(Dataset items)
----------------

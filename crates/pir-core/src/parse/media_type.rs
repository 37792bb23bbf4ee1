use indexmap::IndexMap;
use serde::{Deserialize, Serialize};

use super::schema::SchemaOrRef;

/// Media type preferred when a body is offered in several encodings.
pub const JSON_MEDIA_TYPE: &str = "application/json";

/// A media type object inside a request or response `content` map.
#[derive(Debug, Clone, PartialEq, Default, Serialize, Deserialize)]
pub struct MediaType {
    #[serde(skip_serializing_if = "Option::is_none")]
    pub schema: Option<SchemaOrRef>,

    #[serde(skip_serializing_if = "Option::is_none")]
    pub example: Option<serde_json::Value>,
}

/// Pick the body schema from a `content` map.
///
/// `application/json` wins when it declares a schema; otherwise the
/// lexicographically first media type with a schema is used.
pub fn preferred_schema(content: &IndexMap<String, MediaType>) -> Option<&SchemaOrRef> {
    if let Some(schema) = content.get(JSON_MEDIA_TYPE).and_then(|mt| mt.schema.as_ref()) {
        return Some(schema);
    }
    let mut candidates: Vec<(&String, &SchemaOrRef)> = content
        .iter()
        .filter_map(|(name, mt)| mt.schema.as_ref().map(|s| (name, s)))
        .collect();
    candidates.sort_by(|a, b| a.0.cmp(b.0));
    candidates.into_iter().next().map(|(_, schema)| schema)
}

----------------

* PROMPT
Reproduce every entry above without a single alteration.

* RESPONSE FOR THIS EXERCISE
filename crates/pir-core/src/parse/media_type.rs
repository 37792bb23bbf4ee1
use indexmap::IndexMap;
use serde::{Deserialize, Serialize};

use super::schema::SchemaOrRef;

/// Media type preferred when a body is offered in several encodings.
pub const JSON_MEDIA_TYPE: &str = "application/json";

/// A media type object inside a request or response `content` map.
#[derive(Debug, Clone, PartialEq, Default, Serialize, Deserialize)]
pub struct MediaType {
    #[serde(skip_serializing_if = "Option::is_none")]
    pub schema: Option<SchemaOrRef>,

    #[serde(skip_serializing_if = "Option::is_none")]
    pub example: Option<serde_json::Value>,
}

/// Pick the body schema from a `content` map.
///
/// `application/json` wins when it declares a schema; otherwise the
/// lexicographically first media type with a schema is used.
pub fn preferred_schema(content: &IndexMap<String, MediaType>) -> Option<&SchemaOrRef> {
    if let Some(schema) = content.get(JSON_MEDIA_TYPE).and_then(|mt| mt.schema.as_ref()) {
        return Some(schema);
    }
    let mut candidates: Vec<(&String, &SchemaOrRef)> = content
        .iter()
        .filter_map(|(name, mt)| mt.schema.as_ref().map(|s| (name, s)))
        .collect();
    candidates.sort_by(|a, b| a.0.cmp(b.0));
    candidates.into_iter().next().map(|(_, schema)| schema)
}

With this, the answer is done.